Intracellular cAMP and calcium signaling by serotonin in mouse cumulus-oocyte complexes

cAMP and intracellular Ca(2+) are important second messengers involved in mammalian follicular growth and oocyte meiotic maturation. We investigated the capacity of the neurohormone serotonin (5-hydroxytryptamine, 5-HT) to regulate intracellular cAMP and Ca(2+) in mouse oocytes and surrounding cumulus cells.

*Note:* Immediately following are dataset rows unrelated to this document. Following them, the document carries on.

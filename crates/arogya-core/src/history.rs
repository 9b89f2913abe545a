//! Chat history: sessions per user and the messages exchanged in each.
//!
//! Two sled trees in one DB:
//! - `sessions`: key = big-endian session id, value = JSON [`ChatSession`]
//! - `messages`: key = big-endian session id ++ big-endian message id, value = JSON [`ChatMessage`]
//!
//! Big-endian ids keep each session's messages contiguous and in insertion order, so a
//! prefix scan returns them oldest first.

use serde::{Deserialize, Serialize};
use sled::transaction::{ConflictableTransactionError, TransactionError};
use sled::{Db, Transactional};
use std::convert::Infallible;
use std::path::Path;

use crate::error::StoreError;
use crate::shared::now_ms;

const DEFAULT_PATH: &str = "./data/arogya_history";
const SESSION_TREE: &str = "sessions";
const MESSAGE_TREE: &str = "messages";

/// Titles longer than this are cut to `TITLE_KEEP` characters plus `...`.
const TITLE_MAX: usize = 50;
const TITLE_KEEP: usize = 47;
const EMPTY_PREVIEW: &str = "No messages yet";

#[derive(Debug, Clone, PartialEq, Eq, Serialize, Deserialize)]
pub struct ChatSession {
    pub id: u64,
    pub user_email: String,
    pub title: String,
    pub created_at_ms: i64,
}

#[derive(Debug, Clone, PartialEq, Eq, Serialize, Deserialize)]
pub struct ChatMessage {
    pub session_id: u64,
    pub message: String,
    pub is_bot: bool,
    pub created_at_ms: i64,
}

/// Session listing entry with the latest message.
#[derive(Debug, Clone, PartialEq, Eq, Serialize, Deserialize)]
pub struct SessionSummary {
    pub id: u64,
    pub title: String,
    pub created_at_ms: i64,
    pub last_message_at_ms: i64,
    pub last_message: String,
}

/// Session title derived from the first user message.
pub fn session_title(first_message: &str) -> String {
    let trimmed = first_message.trim();
    if trimmed.chars().count() > TITLE_MAX {
        let head: String = trimmed.chars().take(TITLE_KEEP).collect();
        format!("{}...", head)
    } else {
        trimmed.to_string()
    }
}

/// Sled-backed chat history.
pub struct ChatStore {
    db: Db,
}

impl ChatStore {
    /// Opens or creates the history DB at `./data/arogya_history`.
    pub fn new() -> Result<Self, StoreError> {
        Self::open_path(DEFAULT_PATH)
    }

    pub fn open_path<P: AsRef<Path>>(path: P) -> Result<Self, StoreError> {
        let db = sled::open(path)?;
        Ok(Self { db })
    }

    /// Creates a session for `user_email` titled from `first_message`.
    pub fn create_session(
        &self,
        user_email: &str,
        first_message: &str,
    ) -> Result<ChatSession, StoreError> {
        let session = self.new_session(user_email, first_message)?;
        self.db
            .open_tree(SESSION_TREE)?
            .insert(session.id.to_be_bytes(), serde_json::to_vec(&session)?)?;
        tracing::debug!(
            target: "arogya::chat",
            session_id = session.id,
            user = %user_email,
            "Chat session created"
        );
        Ok(session)
    }

    pub fn session(&self, session_id: u64) -> Result<Option<ChatSession>, StoreError> {
        match self.db.open_tree(SESSION_TREE)?.get(session_id.to_be_bytes())? {
            Some(bytes) => Ok(Some(serde_json::from_slice(&bytes)?)),
            None => Ok(None),
        }
    }

    /// Appends a message to an existing session.
    pub fn append_message(
        &self,
        session_id: u64,
        message: &str,
        is_bot: bool,
    ) -> Result<ChatMessage, StoreError> {
        let (key, record) = self.new_message(session_id, message, is_bot)?;
        self.db
            .open_tree(MESSAGE_TREE)?
            .insert(key, serde_json::to_vec(&record)?)?;
        Ok(record)
    }

    /// Stores one user message and the reply produced by `respond` as a single unit.
    ///
    /// Without `session_id` a new session titled from `message` is opened. Returns
    /// `Ok(None)` when `session_id` is unknown or belongs to another user. If `respond`
    /// fails nothing is written, and the session plus both messages are committed in one
    /// sled transaction.
    pub fn record_exchange<F>(
        &self,
        user_email: &str,
        session_id: Option<u64>,
        message: &str,
        respond: F,
    ) -> Result<Option<(u64, String)>, StoreError>
    where
        F: FnOnce(&str) -> Result<String, StoreError>,
    {
        let (session_id, new_session) = match session_id {
            Some(id) => match self.session(id)? {
                Some(session) if session.user_email == user_email => (session.id, None),
                _ => return Ok(None),
            },
            None => {
                let session = self.new_session(user_email, message)?;
                (session.id, Some(session))
            }
        };

        let response = respond(message)?;

        let session_value = new_session.as_ref().map(serde_json::to_vec).transpose()?;
        let (user_key, user_record) = self.new_message(session_id, message, false)?;
        let (bot_key, bot_record) = self.new_message(session_id, &response, true)?;
        let user_value = serde_json::to_vec(&user_record)?;
        let bot_value = serde_json::to_vec(&bot_record)?;
        let session_key = session_id.to_be_bytes();

        let sessions = self.db.open_tree(SESSION_TREE)?;
        let messages = self.db.open_tree(MESSAGE_TREE)?;
        (&sessions, &messages)
            .transaction(|(tx_sessions, tx_messages)| {
                if let Some(value) = &session_value {
                    tx_sessions.insert(&session_key[..], value.as_slice())?;
                }
                tx_messages.insert(user_key.as_slice(), user_value.as_slice())?;
                tx_messages.insert(bot_key.as_slice(), bot_value.as_slice())?;
                Ok::<_, ConflictableTransactionError<Infallible>>(())
            })
            .map_err(|e| match e {
                TransactionError::Storage(e) => StoreError::Sled(e),
                TransactionError::Abort(never) => match never {},
            })?;

        tracing::debug!(
            target: "arogya::chat",
            session_id,
            new_session = session_value.is_some(),
            "Chat exchange stored"
        );
        Ok(Some((session_id, response)))
    }

    fn new_session(&self, user_email: &str, first_message: &str) -> Result<ChatSession, StoreError> {
        Ok(ChatSession {
            id: self.db.generate_id()?,
            user_email: user_email.to_string(),
            title: session_title(first_message),
            created_at_ms: now_ms(),
        })
    }

    /// Message record and its key; the key is not written.
    fn new_message(
        &self,
        session_id: u64,
        message: &str,
        is_bot: bool,
    ) -> Result<(Vec<u8>, ChatMessage), StoreError> {
        let record = ChatMessage {
            session_id,
            message: message.to_string(),
            is_bot,
            created_at_ms: now_ms(),
        };
        let message_id = self.db.generate_id()?;
        let mut key = Vec::with_capacity(16);
        key.extend_from_slice(&session_id.to_be_bytes());
        key.extend_from_slice(&message_id.to_be_bytes());
        Ok((key, record))
    }

    /// Messages of one session, oldest first.
    pub fn session_messages(&self, session_id: u64) -> Result<Vec<ChatMessage>, StoreError> {
        let tree = self.db.open_tree(MESSAGE_TREE)?;
        let mut out = Vec::new();
        for item in tree.scan_prefix(session_id.to_be_bytes()) {
            let (_, v) = item?;
            out.push(serde_json::from_slice(&v)?);
        }
        Ok(out)
    }

    /// Sessions of `user_email`, most recent activity first.
    pub fn list_sessions(&self, user_email: &str) -> Result<Vec<SessionSummary>, StoreError> {
        let sessions = self.db.open_tree(SESSION_TREE)?;
        let mut out = Vec::new();
        for item in sessions.iter() {
            let (_, v) = item?;
            let session: ChatSession = serde_json::from_slice(&v)?;
            if session.user_email != user_email {
                continue;
            }
            let last = self.last_message(session.id)?;
            out.push(SessionSummary {
                id: session.id,
                title: session.title,
                created_at_ms: session.created_at_ms,
                last_message_at_ms: last
                    .as_ref()
                    .map(|m| m.created_at_ms)
                    .unwrap_or(session.created_at_ms),
                last_message: last
                    .map(|m| m.message)
                    .unwrap_or_else(|| EMPTY_PREVIEW.to_string()),
            });
        }
        // Ids are monotonic, so they break timestamp ties in creation order.
        out.sort_by(|a, b| {
            b.last_message_at_ms
                .cmp(&a.last_message_at_ms)
                .then(b.id.cmp(&a.id))
        });
        Ok(out)
    }

    fn last_message(&self, session_id: u64) -> Result<Option<ChatMessage>, StoreError> {
        let tree = self.db.open_tree(MESSAGE_TREE)?;
        match tree.scan_prefix(session_id.to_be_bytes()).next_back() {
            Some(item) => {
                let (_, v) = item?;
                Ok(Some(serde_json::from_slice(&v)?))
            }
            None => Ok(None),
        }
    }
}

On the basis of a reverse transcription-polymerase chain reaction study, 5-HT 7 receptor mRNA is expressed in cumulus cells, oocytes, and embryos up to the four-cell stage, and 5-HT(2A) and 5-HT(2B) receptor mRNAs are expressed in cumulus cells only, whereas 5-HT(2C), 5-HT(4), and 5-HT(6) receptors are expressed in neither oocytes nor cumulus cells. The addition of 5-HT (10 nM to 10 mu M) to isolated metaphase II oocytes had no effect on their internal cAMP or Ca(2+) levels, whereas it caused dose-dependent cAMP and Ca(2+) increases in cumulus cells. This cAMP increase in cumulus cells could be mimicked by 5-HT agonists with the following order of potency: 5-HT > 8-hydroxy-2-(di-n-propylamino)tetralin = alpha-methyl-5-HT = 5-carboxamidotryptamine maleate > 2-[1-(4-piperonyl)piperazinyl] benzo-triazole, thereby supporting a preferential involvement of 5- HT 7 receptors. As measured with cumulus cells preloaded with fura-2/acetoxymethyl ester ( AM), the addition of 5- HT also caused dose-dependent Ca(2+) increases, which were probably linked to detected 5-HT(2A) and 5-HT2B receptors. Adding the Ca(2+) ionophore ionomycin to cumulus cells resulted in both Ca(2+) and cAMP elevations, whereas preincubation of cells with the Ca(2+) chelator 1,2-bis(2-aminophenoxy) ethane-N,N,N',N'-tetraacetic acid (BAPTA)-AM abolished the 5-HT-induced Ca(2+) increase and reduced the cAMP increase, indicating cross-talk between the 5-HT-sensitive Ca(2+) and cAMP pathways. Our results show that 5-HT may be a local regulator in mouse cumulus-oocyte complexes through its actions on cAMP and Ca(2+) signaling, as mediated by 5-HT(2A), 5-HT(2B), and 5- HT(7) receptors.